エリックは、音楽・建築学において天才だった。
しかし、その顔の醜さから母親からも疎まれ、仮面を被って育った。
母は一度もキスをくれたことはなかった。
エリックの奇術は世界に知れ渡り、ペルシャのシャーがナーディルに命じてエリックを連れて来させた。
シャーは、エリックに奇術を凝らした宮殿を造らせた。
ナーディルの一人息子は、不治の病だった。
エリックは、ナーディルの息子に安らかな死を与えた。
その恩からナーディルは、シャーから殺害命令が下されていたエリックをペルシャから逃がしたのだった。
故国のフランスにもどったエリックは、パリでオペラ座が建築されることを知った。
エリックは、音楽の殿堂の建築に加わった。
オペラ座が完成すると、エリックはオペラ座の地下で人知れず残りの人生を贈ることにした。
ある時、エリックは、端役の歌手クリスティーヌに魅入られてしまった。
≪以下クライマックスからデンディングまで≫
エリックは姿を現さず、「自分は音楽の天使」だとしてクリスティーヌに歌のレッスンをした。
オペラの主役は、次々にトラブルに見舞われ、クリスティーヌに大役が回ってきた。
クリスティーヌは公演で大成功をおさめ、ラウル・ド・シャニュイ子爵とたちまち恋に落ちた。
嫉妬したエリックは、クリスティーヌをオペラ座の地底に連れ去ったが、クリスティーヌはその顔を見てしまった。

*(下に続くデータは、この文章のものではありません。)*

//! Backend error types

use thiserror::Error;

/// Error types for backend operations
#[derive(Debug, Clone, PartialEq, Eq, Error)]
pub enum EngineError {
    #[error("image not found: {0}")]
    ImageNotFound(String),

    #[error("`{command}` exited with code {code}: {stderr}")]
    Command {
        command: String,
        code: i32,
        stderr: String,
    },

    #[error("failed to spawn `{command}`: {message}")]
    Spawn { command: String, message: String },

    #[error("unexpected backend response: {0}")]
    Protocol(String),

    #[error("teardown incomplete: {}", .0.join("; "))]
    Teardown(Vec<String>),

    #[error("Internal error: {0}")]
    Internal(String),
}

impl EngineError {
    /// Whether the error reports a resource that does not exist
    pub fn is_not_found(&self) -> bool {
        match self {
            EngineError::ImageNotFound(_) => true,
            EngineError::Command { stderr, .. } => {
                let stderr = stderr.to_ascii_lowercase();
                stderr.contains("no such") || stderr.contains("not found")
            }
            _ => false,
        }
    }
}

impl From<std::io::Error> for EngineError {
    fn from(err: std::io::Error) -> Self {
        EngineError::Internal(err.to_string())
    }
}
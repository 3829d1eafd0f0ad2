//! Container backends
//!
//! The [`Engine`] trait is the only capability boundary between the runtime
//! and a concrete container runtime. The runtime never depends on a concrete
//! backend, so any type implementing the trait (including test doubles) can
//! drive a pipeline.

pub mod docker;
pub mod error;

use crate::core::{Config, ProcessState, Step};
use async_trait::async_trait;
use tokio::io::AsyncRead;

pub use docker::{DockerConfig, DockerEngine};
pub use error::EngineError;

/// Live step output with stdout and stderr merged; dropping it closes the stream
pub type LogStream = Box<dyn AsyncRead + Send + Unpin>;

/// Trait for container backends
///
/// Cancelling an in-flight call is done by dropping its future, so
/// implementations should release any per-call resources on drop.
#[async_trait]
pub trait Engine: Send + Sync {
    /// Provision shared resources (volumes, networks) before any step runs
    async fn setup(&self, config: &Config) -> Result<(), EngineError>;

    /// Start the step; returns once the step is running, not when it completes
    async fn exec(&self, step: &Step) -> Result<(), EngineError>;

    /// Wait for a started step to terminate and report how it ended
    async fn wait(&self, step: &Step) -> Result<ProcessState, EngineError>;

    /// Open the step's combined output stream
    async fn tail(&self, step: &Step) -> Result<LogStream, EngineError>;

    /// Forcibly terminate a running step
    async fn kill(&self, step: &Step) -> Result<(), EngineError>;

    /// Tear down everything `setup` created plus any remaining step resources
    ///
    /// Best effort: a failed removal must not stop the remaining removals.
    async fn destroy(&self, config: &Config) -> Result<(), EngineError>;

    /// Release the backend's own resources; called once, after `destroy`
    async fn close(&self) -> Result<(), EngineError>;
}
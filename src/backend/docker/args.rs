//! Translation of steps and declared resources into docker CLI arguments

use crate::core::{Network, Step, Volume};
use std::collections::BTreeMap;

const DEFAULT_REGISTRY: &str = "docker.io";

/// Arguments for `docker create` for a step
///
/// The image is never pulled implicitly; pulling is driven by the step's
/// pull policy. Secret values are not included: each secret is passed as a
/// bare `--env NAME` and its value must be set in the CLI's environment.
pub fn create_args(step: &Step) -> Vec<String> {
    let mut args = vec![
        "create".to_string(),
        "--pull".to_string(),
        "never".to_string(),
        "--name".to_string(),
        step.name.clone(),
    ];

    let mut entrypoint = step.entrypoint.iter();
    if let Some(executable) = entrypoint.next() {
        args.push("--entrypoint".to_string());
        args.push(executable.clone());
    }

    if let Some(dir) = &step.working_dir {
        args.push("--workdir".to_string());
        args.push(dir.clone());
    }

    for (key, value) in &step.environment {
        args.push("--env".to_string());
        args.push(format!("{}={}", key, value));
    }

    for secret in &step.secrets {
        args.push("--env".to_string());
        args.push(secret.name.clone());
    }

    for bind in &step.volumes {
        args.push("--volume".to_string());
        args.push(bind.clone());
    }

    if let Some(mode) = &step.network_mode {
        args.push("--network".to_string());
        args.push(mode.clone());
    }

    args.push(step.image.clone());
    args.extend(entrypoint.cloned());
    args.extend(step.command.iter().cloned());
    args
}

/// Arguments for `docker volume create`
pub fn volume_create_args(volume: &Volume) -> Vec<String> {
    resource_create_args("volume", &volume.name, volume.driver.as_deref(), &volume.driver_opts)
}

/// Arguments for `docker network create`
pub fn network_create_args(network: &Network) -> Vec<String> {
    resource_create_args("network", &network.name, network.driver.as_deref(), &network.driver_opts)
}

fn resource_create_args(
    kind: &str,
    name: &str,
    driver: Option<&str>,
    opts: &BTreeMap<String, String>,
) -> Vec<String> {
    let mut args = vec![kind.to_string(), "create".to_string()];
    if let Some(driver) = driver {
        args.push("--driver".to_string());
        args.push(driver.to_string());
    }
    for (key, value) in opts {
        args.push("--opt".to_string());
        args.push(format!("{}={}", key, value));
    }
    args.push(name.to_string());
    args
}

/// Registry host an image reference resolves to
///
/// The first path component is a registry only if it looks like a host
/// (contains `.` or `:`, or is `localhost`); otherwise the image lives on
/// the default registry.
pub fn registry_of(image: &str) -> &str {
    match image.split_once('/') {
        Some((first, _)) if first.contains('.') || first.contains(':') || first == "localhost" => {
            first
        }
        _ => DEFAULT_REGISTRY,
    }
}

/// Whether `docker create` failed because the image is not available locally
pub fn is_missing_image(stderr: &str) -> bool {
    let stderr = stderr.to_ascii_lowercase();
    stderr.contains("no such image") || stderr.contains("unable to find image")
}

エリックは、クリスティーヌに自分かラウルの死かどちらかを選ぶように迫った。
クリスティーヌは、エリックにそっとキスをした。
ひそかに結婚式を挙げたが、その日のうちにエリックの寿命が尽きた。
ラウルは、クリスティーヌと結婚して以来、パリに来たことはなかった。
数年前クリスティーヌも亡くなった。
今、息子のシャルルとパリにやってきた。
オペラ座に、いや過去に決別するために。
シャルルは、音楽の天才だった。そして・・・美しかった。